Any error in heat output persist and prevent the use/update of the overcloud.

Bug #1712280 reported by Sofer Athlan-Guyot
10
This bug affects 2 people
Affects Status Importance Assigned to Milestone
OpenStack Heat
Fix Released
High
Zane Bitter
Pike
Fix Committed
High
Zane Bitter
Queens
Fix Released
High
Zane Bitter
tripleo
Fix Released
Medium
Unassigned

Bug Description

Hi,

Summary: any failure in the output persist and prevent further use of the overcloud.

Longer version:

during testing of the update one of the patch had a typo in it:

  https://review.openstack.org/#/c/486567/32..34/docker/services/pacemaker/haproxy.yaml

DockerHaproxyImage instead of DockerHAProxyImage

It mades the update fails:

    The Parameter (DockerHaproxyImage) was not provided.

Then we updated the template locally with the right parameters and even add the DockerHaproxyImage definition in the docker.yaml image definition file.

The problem is that it was impossible to update the stack as the output error was remembered and made the deploy command fail.

Actually even :

    $ openstack stack output show overcloud --all > output.dump
    ERROR: Error in 38 output role_data: The Parameter (DockerHaproxyImage) was not provided.

make it fails

Doing a deploy (with corrected templates):

HTTPInternalServerError: ERROR: Error in 38 output role_data: The Parameter (DockerHAproxyImage) was not provided.
clean_up DeployOvercloud: ERROR: Error in 38 output role_data: The Parameter (DockerHAproxyImage) was not provided.
Traceback (most recent call last):
  File "/usr/lib/python2.7/site-packages/osc_lib/shell.py", line 134, in run
    ret_val = super(OpenStackShell, self).run(argv)
  File "/usr/lib/python2.7/site-packages/cliff/app.py", line 279, in run
    result = self.run_subcommand(remainder)
  File "/usr/lib/python2.7/site-packages/osc_lib/shell.py", line 169, in run_subcommand
    ret_value = super(OpenStackShell, self).run_subcommand(argv)
  File "/usr/lib/python2.7/site-packages/cliff/app.py", line 400, in run_subcommand
    result = cmd.run(parsed_args)
  File "/usr/lib/python2.7/site-packages/osc_lib/command/command.py", line 41, in run
    return super(Command, self).run(parsed_args)
  File "/usr/lib/python2.7/site-packages/cliff/command.py", line 137, in run
    return_code = self.take_action(parsed_args) or 0
  File "/usr/lib/python2.7/site-packages/tripleoclient/v1/overcloud_deploy.py", line 891, in take_action
    stack = utils.get_stack(self.orchestration_client, parsed_args.stack)
  File "/usr/lib/python2.7/site-packages/tripleoclient/utils.py", line 359, in get_stack
    stack = orchestration_client.stacks.get(stack_name)
  File "/usr/lib/python2.7/site-packages/heatclient/v1/stacks.py", line 280, in get
    resp = self.client.get('/stacks/%s' % stack_id, **kwargs)
  File "/usr/lib/python2.7/site-packages/keystoneauth1/adapter.py", line 288, in get
    return self.request(url, 'GET', **kwargs)
  File "/usr/lib/python2.7/site-packages/heatclient/common/http.py", line 317, in request
    raise exc.from_response(resp)
HTTPInternalServerError: ERROR: Error in 38 output role_data: The Parameter (DockerHaproxyImage) was not provided.

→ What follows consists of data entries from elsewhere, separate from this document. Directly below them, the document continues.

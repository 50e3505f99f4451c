// ClaimAudit - util/constants.rs
//
// Single source of truth for all named constants, limits, and defaults.

// =============================================================================
// Application metadata
// =============================================================================

/// Application display name.
pub const APP_NAME: &str = "ClaimAudit";

/// Application identifier used for config/data directories.
pub const APP_ID: &str = "ClaimAudit";

/// Current application version (updated by release script).
pub const APP_VERSION: &str = env!("CARGO_PKG_VERSION");

// =============================================================================
// Ingest limits
// =============================================================================

/// Default maximum size of an uploaded CSV file in bytes.
pub const DEFAULT_MAX_UPLOAD_BYTES: u64 = 256 * 1024 * 1024; // 256 MB

/// Minimum user-configurable upload size limit.
pub const MIN_MAX_UPLOAD_BYTES: u64 = 1024; // 1 KB

/// Hard upper bound on the upload size limit. The whole table is held in
/// memory, so this also bounds the heap used by a single session.
pub const ABSOLUTE_MAX_UPLOAD_BYTES: u64 = 2 * 1024 * 1024 * 1024; // 2 GB

/// Cell values treated as missing during type inference (pandas defaults).
/// Compared after trimming surrounding whitespace.
pub const MISSING_VALUE_TOKENS: &[&str] = &[
    "", "NA", "N/A", "n/a", "NaN", "nan", "NULL", "null", "None", "#N/A",
];

/// Date formats tried, in order, when inferring a date column.
pub const DATE_FORMATS: &[&str] = &["%Y-%m-%d", "%Y/%m/%d", "%m/%d/%Y"];

/// Canonical display format for date cells.
pub const DISPLAY_DATE_FORMAT: &str = "%Y-%m-%d";

// =============================================================================
// Audit defaults
// =============================================================================

/// Default lower bound of the high-cost range (inclusive).
pub const DEFAULT_MIN_COST: f64 = 0.0;

/// Default upper bound of the high-cost range (inclusive).
pub const DEFAULT_MAX_COST: f64 = 1000.0;

/// Drag speed of the cost inputs in the sidebar.
pub const COST_DRAG_SPEED: f64 = 1.0;

/// Risk score (percent above the drug mean) at which a row is highlighted.
pub const HIGH_RISK_THRESHOLD_PCT: f64 = 50.0;

// =============================================================================
// UI limits
// =============================================================================

/// Default number of rows shown in the upload preview.
pub const DEFAULT_PREVIEW_ROWS: usize = 5;

/// Maximum user-configurable number of preview rows.
pub const MAX_PREVIEW_ROWS: usize = 100;

/// Maximum number of result rows rendered in the results grid.
/// Filtering and export always operate on the complete result.
pub const MAX_DISPLAY_ROWS: usize = 5_000;

/// Default UI body font size in points.
pub const DEFAULT_FONT_SIZE: f32 = 14.5;

// =============================================================================
// Logging
// =============================================================================

/// Default log level.
pub const DEFAULT_LOG_LEVEL: &str = "info";

// =============================================================================
// Configuration
// =============================================================================

/// Configuration file name.
pub const CONFIG_FILE_NAME: &str = "config.toml";

/// File extensions accepted by the open dialog and drag-and-drop.
pub const CSV_EXTENSIONS: &[&str] = &["csv"];
// ClaimAudit - lib.rs
//
// Library entry point, exposing all non-GUI modules for integration testing.
//
// The GUI-specific `gui` module lives in `main.rs` and is not part of the
// library surface.

pub mod app;
pub mod core;
pub mod platform;
pub mod ui;
pub mod util;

The get_stack method in utils (/usr/lib/python2.7/site-packages/tripleoclient/utils.py", line 359, in get_stack) call orchestration with an output validation that make this fails.

I try to passing resolve_outputs=True to the get(stacks.py) method from the get_stack(utils.py) but it just failed at a later time. I'm assuming that get_stack is not the only one to call get(stacks.py) and that at some point it fails before changing the output.

So we were stuck and we had to delete and recreate the stack.

Revision history for this message
Steven Hardy (shardy) wrote :
Download full text (38.2 KiB)

I reproduced this like:

(undercloud) [stack@undercloud tripleo-heat-templates]$ git diff
diff --git a/puppet/services/keystone.yaml b/puppet/services/keystone.yaml
index 218ba74..5f3242d 100644
--- a/puppet/services/keystone.yaml
+++ b/puppet/services/keystone.yaml
@@ -369,6 +369,7 @@ outputs:
             keystone::cron::token_flush::maxdelay: {get_param: KeystoneCronTokenFlushMaxDelay}
             keystone::cron::token_flush::destination: {get_param: KeystoneCronTokenFlushDestination}
             keystone::cron::token_flush::user: {get_param: KeystoneCronTokenFlushUser}
+ shtest: {get_param: NoexistParamSHDEBUG}
           -
             if:
             - keystone_ldap_domain_enabled
(undercloud) [stack@undercloud tripleo-heat-templates]$ openstack stack show overcloud
ERROR: Error in 50 output role_data: The Parameter (NoexistParamSHDEBUG) was not provided.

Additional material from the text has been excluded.